Через два дня после операции мальчику стало лучше, боль в руке поутихла, температура опустилась до тридцати семи и двух. Мальчик попросил бумагу и карандаш — правая рука у него была свободна, и он мог рисовать. Нянечка тетя Люба принесла ему оранжевую обложку от тонкой двухкопеечной тетради и красивый карандаш «Орион». Мальчик развернул обложку чистой стороной наружу и задумался. Сначала он хотел нарисовать войну: много маленьких человечков, бегущих и стреляющих, пушки и танки с траекториями летящих снарядов, веера взрывов... Но потом он решил, что серьезная обложка не годится для таких пустяков. И к тому же у мальчика не было красного карандаша. А какая же это война без красного карандаша? После некоторых колебаний он принялся рисовать географическую карту мира.
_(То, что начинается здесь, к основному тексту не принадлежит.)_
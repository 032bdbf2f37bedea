//! Built-in handlers for the remote agent's graph events.
mod model;
mod text;
mod tool;

use std::sync::Arc;

pub use model::{MODEL_NODE, ModelInvocationHandler};
pub use text::TextChunkHandler;
pub use tool::{TOOLS_NODE, ToolInvocationHandler};

use crate::handler::EventHandler;

/// Model, tool and text-chunk handlers, in that order.
pub fn default_handlers() -> Vec<Arc<dyn EventHandler>> {
    vec![
        Arc::new(ModelInvocationHandler::default()),
        Arc::new(ToolInvocationHandler::default()),
        Arc::new(TextChunkHandler),
    ]
}

#[cfg(test)]
pub(crate) mod testing {
    use crate::handler::HandlerContext;
    use crate::ui::{UiStream, UiStreamReader};

    pub(crate) fn context() -> (HandlerContext, UiStreamReader) {
        let (ui, reader) = UiStream::channel(64);
        (HandlerContext::new(ui), reader)
    }
}
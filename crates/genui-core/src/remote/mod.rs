//! Client for agents served as remote runnables over HTTP.
//!
//! The agent is driven through its `stream_events` endpoint, which answers
//! with a server-sent event stream of [`crate::StreamEvent`]s.
mod config;
mod options;
mod runnable;
pub(crate) mod transport;

pub use config::{DEFAULT_API_URL, RemoteConfig};
pub use options::RunConfig;
pub use runnable::RemoteRunnable;
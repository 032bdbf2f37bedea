use serde_json::{Map, Value};

/// Per-run configuration forwarded to the remote runnable as its `config`.
#[derive(Clone, Debug, Default, PartialEq, serde::Serialize, serde::Deserialize)]
pub struct RunConfig {
    #[serde(skip_serializing_if = "Vec::is_empty", default)]
    pub tags: Vec<String>,
    #[serde(skip_serializing_if = "Map::is_empty", default)]
    pub metadata: Map<String, Value>,
    #[serde(skip_serializing_if = "Option::is_none", default)]
    pub run_name: Option<String>,
    #[serde(skip_serializing_if = "Map::is_empty", default)]
    pub configurable: Map<String, Value>,
}

impl RunConfig {
    pub fn tag(mut self, tag: impl Into<String>) -> Self {
        self.tags.push(tag.into());
        self
    }

    pub fn metadata(mut self, key: impl Into<String>, value: Value) -> Self {
        self.metadata.insert(key.into(), value);
        self
    }

    pub fn run_name(mut self, name: impl Into<String>) -> Self {
        self.run_name = Some(name.into());
        self
    }

    pub fn configurable(mut self, key: impl Into<String>, value: Value) -> Self {
        self.configurable.insert(key.into(), value);
        self
    }
}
Он начал со Скандинавии, с северных берегов Норвегии. Обойдя по периметру Балтийское море, вытянул узкий носик Финского залива и поставил там кружок.

Самое сложное было начертить прихотливую береговую линию Европейского континента. Но мальчик справился с этой задачей. Больше всего ему понравилось рисовать Италию... После того, как Европа была нарисована, мальчик уверенно обозначил северную и восточную границу Азии, выделив на ней только три полуострова: Ямал, Таймыр и Камчатку. Юго-Восточную Азию он нарисовал очень приблизительно, пропустив несколько важных географических областей. Зато Африку выводил с нескрываемым удовольствием, высунув кончик языка и задерживая дыхание. Африка ему удалась. Из Америк лучше получилась Северная, похожая на широкий лосиный рог.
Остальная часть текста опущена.